A whelp race of dragonkind, tatzlwyrms lurk amid the deepest wilds of the natural world. Although they lack many of the qualities of true dragons—most notably wings and powerful breath weapons—their instinctual cunning and innate ferocity is not diminished by their size.

Their 3.5 stats can be found in Hollow's Last Hope. Their Pathfinder 1st Edition stats can be found in Bestiary 3 or online here.


Level 3

    Kyrana 
Level: 3
Alignment: Neutral Evil
Size: Medium

Kyranas are large, iguana-like relatives of true dragons, with low intelligence and an affinity for fire. Though quite weak as dragons go, kyranas are still dangerous enough to command the fear and respect of kobolds, who often encounter the fire-breathing dragons while digging deep tunnels.

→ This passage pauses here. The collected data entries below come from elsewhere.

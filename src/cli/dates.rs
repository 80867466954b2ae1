use anyhow::{anyhow, bail, Result};
use chrono::{DateTime, Local, NaiveDate};
use chrono_english::{parse_date_string, Dialect};

use crate::utils::time::record_name_to_date;

/// Accepts a `YYYY-MM-DD` date or anything `chrono-english` understands, such as "yesterday"
/// or "15/03/2025".
pub fn parse_day(input: &str, now: DateTime<Local>, dialect: Dialect) -> Result<NaiveDate> {
    if let Ok(date) = record_name_to_date(input.trim()) {
        return Ok(date);
    }
    parse_date_string(input, now, dialect)
        .map(|v| v.date_naive())
        .map_err(|e| anyhow!("Failed to parse date {input:?}: {e}"))
}

/// Every day from `from` to `to`, both included.
pub fn days_between(from: NaiveDate, to: NaiveDate) -> Result<Vec<NaiveDate>> {
    if from > to {
        bail!("Range start {from} is after its end {to}");
    }
    Ok(from.iter_days().take_while(|v| *v <= to).collect())
}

  • Feed It with Fire: Kyranas are unaffected by fire-based attacks, and are healed supernaturally by contact with fire.

    Tidepool Dragon 
Level: 3
Alignment: Chaotic Neutral
Size: Tiny

  • Familiar: Tidepool dragons sometimes become familiars of spellcasters who go out of their way to feed them rich or exotic foods.

Level 4

    Amphiptere 
Level: 4
Alignment: True Neutral
Size: Large

  • Impaled with Extreme Prejudice: If an amphiptere scores a critical hit with its tail attack against a creature smaller than itself, its spike-tipped tail impales the victim.
  • Our Wyverns Are Different: Amphipteres are close relatives to wyverns, and have serpentine bodies and bat-like wings like their cousins. Unlike wyverns, however, amphipteres are only capable of limited flight and must use the long claws on the tips of their wings to propel their bodies along.

    Najra Lizard 
https://static.tvtropes.org/pmwiki/pub/images/najralizard.png
Level: 4
Alignment: Chaotic Neutral
Size: Tiny

  • Poisonous Person: The najra lizard's bite injects a venom that turns the victim extremely thirsty and prevents it from quenching its thirst. The wealthy may seek to dose a rival with diluted najra lizard venom, hoping their thirst will make them drink too much alcohol and create an embarrassing spectacle.

Level 5

    Gowrow 
Level: 5
Alignment: True Neutral
Size: Large

  • Aquatic Mook: A gowrow's natural weapons and fighting style are adapted to its aquatic nature.

    Rope Dragon 
Level: 5
Alignment: Chaotic Neutral
Size: Small

  • That's No Moon: Rope dragons often disguise as and hide among ordinary rope to steal sweet and expensive foods and escape undetected.

Level 6

    I'iko Dragon 
https://static.tvtropes.org/pmwiki/pub/images/iikodragon.png
Level: 6
Alignment: Chaotic Neutral
Size: Small

  • Eat Dirt, Cheap: I'iko dragons consume glass, crystals and gemstones to harden and colour their scales.

    Myroga 
Level: 6
Alignment: Neutral Evil
Size: Large

  • Collector of the Strange: The treasures in a myroga's hoard tend to be eccentric and strange, like powerful crystal balls, cursed suits of armour and intelligent talking weapons.
  • Ley Line: Myrogas draw their occult abilities from ley lines—loci of intense magical energy often associated with psychic phenomena.
  • Magic Eater: A myroga roosts near a ley line and sups on its nearly inexhaustible ambient magic to grow stronger and expand its repertoire of brutal powers.

Level 7

    Imugi 
Level: 7
Size: Large

  • Metamorphosis: An imugi can become an imperial dragon by caring for a koi egg for a thousand years. The power from the nurtured egg hatching is enough to power a draconic ascension ritual, and whatever power lingers transforms the koi into an imugi to continue the cycle.
  • Weather Manipulation: Imugi have some power over rain and storms but are usually not powerful enough to control the exact weather.

Level 8

    Bida 
https://static.tvtropes.org/pmwiki/pub/images/bida.png
Level: 8
Alignment: Lawful Evil
Size: Huge

A bida uses its impressive intellect and powerful magic to pose as a humanoid and infiltrate a settlement. Over the course of weeks or months, it establishes itself as a key member of the village, and only after it has become invaluable to the community does it reveal the terrible price of its assistance: regular offerings of flesh and gold. To hide its presence from the outside world, a bida conceals its enslaved settlement in a large-scale illusion, leaving only a stand of jungle trees where once a thriving village may have been and ordering the townsfolk to destroy any roads in and out of town.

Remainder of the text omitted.